El gobierno envió el ejército para reestablecer el orden, y unos 11.000 soldados tienen prácticamente militarizadas las ciudades más afectadas, y se ha establecido un toque de queda a partir de las 18 horas.
Los equipos de rescate luchan contra el tiempo para evacuar los cadáveres que están bajo los escombros y que, debido a las altas temperaturas causadas por las últimas semanas del verano austral, ya empiezan con su natural proceso de descomposición, con el consiguiente peligro para la salud de los sobrevivientes en lugares donde no hay agua potable ni energía eléctrica.
Uno de los primeros cargamentos de ayuda humanitaria en llegar el martes a Chile provenía de Bolivia, en un avión de carga en el que viajó el canciller boliviano, David Choquehuanca, para entregar a la presidente chilena, Michelle Bachelet, unas 40 toneladas de agua embotellada en el primero de envíos de asistencia para los damnificados del terremoto.
Por otro lado, desde Cuba partieron hacia la capital chilena una brigada de 27 médicos y sanitarios que lleva en dos aviones tiendas de campaña, instrumental, equipos, medicamentos y su propia comida.
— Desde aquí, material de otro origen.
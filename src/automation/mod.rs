//! Curve evaluator — piecewise automation lists and their read-back.
//!
//! An automation list is a time-ordered `Vec<AutomationEvent>`. Each event's
//! curve describes how the value travels *into* that event: ramps
//! ([`Curve::Linear`], [`Curve::Exponential`]) interpolate from the previous
//! event, while [`Curve::Step`] and [`Curve::Target`] take effect at the
//! event's own time.
//!
//! Writes go through [`insert`] and [`hold`], both idempotent under repeated
//! identical calls.

pub mod curve;

pub use curve::{Curve, EXPONENTIAL_FLOOR};

use serde::{Deserialize, Serialize};

/// A single point of an automation list.
#[derive(Debug, Clone, Copy, PartialEq, Serialize, Deserialize)]
pub struct AutomationEvent {
    pub time: f64,
    pub value: f64,
    pub curve: Curve,
    /// Time constant, only meaningful for [`Curve::Target`].
    #[serde(default)]
    pub duration: f64,
}

impl AutomationEvent {
    pub fn new(time: f64, value: f64, curve: Curve) -> Self {
        Self {
            time,
            value,
            curve,
            duration: 0.0,
        }
    }

    pub fn step(time: f64, value: f64) -> Self {
        Self::new(time, value, Curve::Step)
    }

    pub fn target(time: f64, value: f64, duration: f64) -> Self {
        Self {
            time,
            value,
            curve: Curve::Target,
            duration,
        }
    }
}

/// Number of leading events with `time <= t`.
fn governing_len(events: &[AutomationEvent], t: f64) -> usize {
    events.partition_point(|e| e.time <= t)
}

/// Value contributed by `events[index]` alone at time `t >= events[index].time`.
///
/// Target events walk back to the value the list held when they began.
fn value_at_event(events: &[AutomationEvent], index: usize, t: f64, floor: f64) -> f64 {
    let event = &events[index];
    match event.curve {
        Curve::Target => {
            let prior = value_at(&events[..index], event.time, floor);
            curve::target(prior, event.value, event.time, event.duration, t)
        }
        _ => event.value,
    }
}

/// Instantaneous value of the automation list at time `t`.
///
/// Returns `0.0` before the first event.
pub fn value_at(events: &[AutomationEvent], t: f64, floor: f64) -> f64 {
    let n = governing_len(events, t);
    if n == 0 {
        return 0.0;
    }

    let i0 = n - 1;
    let e0 = &events[i0];
    let Some(e1) = events.get(n) else {
        return value_at_event(events, i0, t, floor);
    };

    match e1.curve {
        Curve::Linear => {
            let v0 = value_at_event(events, i0, e0.time, floor);
            curve::linear(v0, e1.value, e0.time, e1.time, t)
        }
        Curve::Exponential => {
            let v0 = value_at_event(events, i0, e0.time, floor);
            curve::exponential(v0, e1.value, e0.time, e1.time, t, floor)
        }
        Curve::Step | Curve::Target => value_at_event(events, i0, t, floor),
    }
}

/// Insert a point, replacing an existing point with the same time and curve.
///
/// Scans from the tail since automation is written append-mostly.
pub fn insert(events: &mut Vec<AutomationEvent>, event: AutomationEvent) {
    let mut n = events.len();
    while n > 0 && events[n - 1].time > event.time {
        n -= 1;
    }

    let mut j = n;
    while j > 0 && events[j - 1].time == event.time {
        if events[j - 1].curve == event.curve {
            events[j - 1] = event;
            return;
        }
        j -= 1;
    }

    events.insert(n, event);
}

/// Freeze the current trajectory at `t`.
///
/// Discards every point after `t`. A ramp in flight at `t` is cut short:
/// its point is retimed to `t` with the value reached there, so the shape
/// before `t` is unchanged. A target still decaying at `t` is frozen with a
/// step. Returns the frozen value.
pub fn hold(events: &mut Vec<AutomationEvent>, t: f64, floor: f64) -> f64 {
    let frozen = value_at(events, t, floor);
    let n = governing_len(events, t);

    if n > 0 && events.get(n).is_some_and(|e| e.curve.is_ramp()) {
        events[n].time = t;
        events[n].value = frozen;
        events.truncate(n + 1);
        return frozen;
    }

    events.truncate(n);
    if events.last().is_some_and(|e| e.curve == Curve::Target) {
        insert(events, AutomationEvent::step(t, frozen));
    }
    frozen
}

/// Drop points that can no longer influence values at or after `t`.
///
/// Keeps the point governing `t` together with any target chain it
/// depends on.
pub fn purge(events: &mut Vec<AutomationEvent>, t: f64) {
    let mut keep = governing_len(events, t).saturating_sub(1);
    while keep > 0 && events[keep].curve == Curve::Target {
        keep -= 1;
    }
    events.drain(..keep);
}
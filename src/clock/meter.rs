//! Meter table — bar accounting over time-signature changes.
//!
//! Each [`MeterEvent`] sets the bar length (in beats) from its beat onward.
//! Bars are counted segment by segment, so a meter change that falls
//! mid-bar shortens that bar rather than renumbering earlier ones.

use serde::{Deserialize, Serialize};

use crate::error::{check_time, Result, SchedulerError};

/// Tolerance for floating-point bar boundaries.
const BAR_EPSILON: f64 = 1e-12;

/// A time-signature change.
#[derive(Debug, Clone, Copy, PartialEq, Serialize, Deserialize)]
pub struct MeterEvent {
    #[serde(default)]
    pub beat: f64,
    /// Bar length in beats.
    pub bar: u32,
    /// Beat subdivision, informational for meter-aware targets.
    #[serde(default = "default_subdivision")]
    pub subdivision: u32,
}

fn default_subdivision() -> u32 {
    1
}

impl MeterEvent {
    pub fn new(beat: f64, bar: u32, subdivision: u32) -> Self {
        Self {
            beat,
            bar,
            subdivision,
        }
    }

    fn validate(&self) -> Result<()> {
        check_time(self.beat)?;
        if self.bar == 0 || self.subdivision == 0 {
            return Err(SchedulerError::MalformedEvent {
                event: format!("{} meter {} {}", self.beat, self.bar, self.subdivision),
                reason: "bar and subdivision must be positive".into(),
            });
        }
        Ok(())
    }
}

impl Default for MeterEvent {
    fn default() -> Self {
        Self::new(0.0, 4, 1)
    }
}

/// Ordered list of meter changes, always starting at beat 0.
#[derive(Debug, Clone, PartialEq)]
pub struct MeterTable {
    events: Vec<MeterEvent>,
}

impl MeterTable {
    /// Create a table whose meter at beat 0 is `initial`.
    pub fn new(initial: MeterEvent) -> Self {
        Self {
            events: vec![MeterEvent { beat: 0.0, ..initial }],
        }
    }

    /// Build a table from explicit events. A default 4/1 meter fills in
    /// when no event sits at beat 0.
    pub fn from_events(events: impl IntoIterator<Item = MeterEvent>) -> Result<Self> {
        let mut table = Self::new(MeterEvent::default());
        let mut events: Vec<MeterEvent> = events.into_iter().collect();
        events.sort_by(|a, b| a.beat.total_cmp(&b.beat));
        for event in events {
            table.set_meter_at_beat(event.beat, event.bar, event.subdivision)?;
        }
        Ok(table)
    }

    pub fn events(&self) -> &[MeterEvent] {
        &self.events
    }

    /// Install a meter at `beat`, discarding every meter at or after it.
    /// Writing a meter that is already present changes nothing.
    pub fn set_meter_at_beat(&mut self, beat: f64, bar: u32, subdivision: u32) -> Result<()> {
        let event = MeterEvent::new(beat, bar, subdivision);
        event.validate()?;
        if self.events.contains(&event) {
            return Ok(());
        }
        let keep = self.events.partition_point(|e| e.beat < beat).max(1);
        if beat <= 0.0 {
            self.events[0] = event;
            self.events.truncate(1);
        } else {
            self.events.truncate(keep);
            self.events.push(event);
        }
        Ok(())
    }

    /// The meter governing `beat`.
    pub fn meter_at_beat(&self, beat: f64) -> MeterEvent {
        let n = self.events.partition_point(|e| e.beat <= beat).max(1);
        self.events[n - 1]
    }

    /// Whole bars elapsed at `beat`.
    pub fn bar_at_beat(&self, beat: f64) -> Result<f64> {
        let beat = check_time(beat)?;
        let mut bars = 0.0;
        let mut meter = self.events[0];
        for event in &self.events[1..] {
            if event.beat > beat {
                break;
            }
            bars += (event.beat - meter.beat) / meter.bar as f64;
            meter = *event;
        }
        bars += (beat - meter.beat) / meter.bar as f64;
        Ok((bars + BAR_EPSILON).floor())
    }

    /// Beat at which `bar` begins.
    pub fn beat_at_bar(&self, bar: f64) -> Result<f64> {
        let bar = check_time(bar)?;
        let mut bars = 0.0;
        let mut meter = self.events[0];
        for event in &self.events[1..] {
            let bars_at_event = bars + (event.beat - meter.beat) / meter.bar as f64;
            if bars_at_event > bar + BAR_EPSILON {
                break;
            }
            bars = bars_at_event;
            meter = *event;
        }
        Ok(meter.beat + (bar - bars) * meter.bar as f64)
    }
}

impl Default for MeterTable {
    fn default() -> Self {
        Self::new(MeterEvent::default())
    }
}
Además, Ecuador envió a Chile un avión C-130 cargado con agua, alimentos y medicinas. La Secretaría Nacional de Riesgos (Senar) ecuatoriana informó en un comunicado que la aeronave llevó a Santiago unas nueve toneladas de esos insumos.
La madrugada de este miércoles llegó a Santiago una aeronave con 7,5 toneladas de ayuda humanitaria y un equipo de 63 personas, entre bomberos y personal sanitario procedentes de España. El avión además transportó un hospital de campaña, cinco equipos caninos de búsqueda y dos de evaluación de estructuras.
Bachelet también se reunió el martes en Santiago con la secretaria de Estado estadounidense, Hillary Clinton, que ofreció ayudar a Chile con hospitales de campaña, helicópteros, generadores eléctricos, alimentos y personal para labores de rescate.
En tanto, el ministro de sanidad, Álvaro Erazo, confirmó que nueve hospitales quedaron en el suelo, que las camas hospitalarias que no están operativas son 4.000. Por ello, la llegada e implementación de los hospitales de campaña que llegarán desde el exterior ha cobrado una gran relevancia.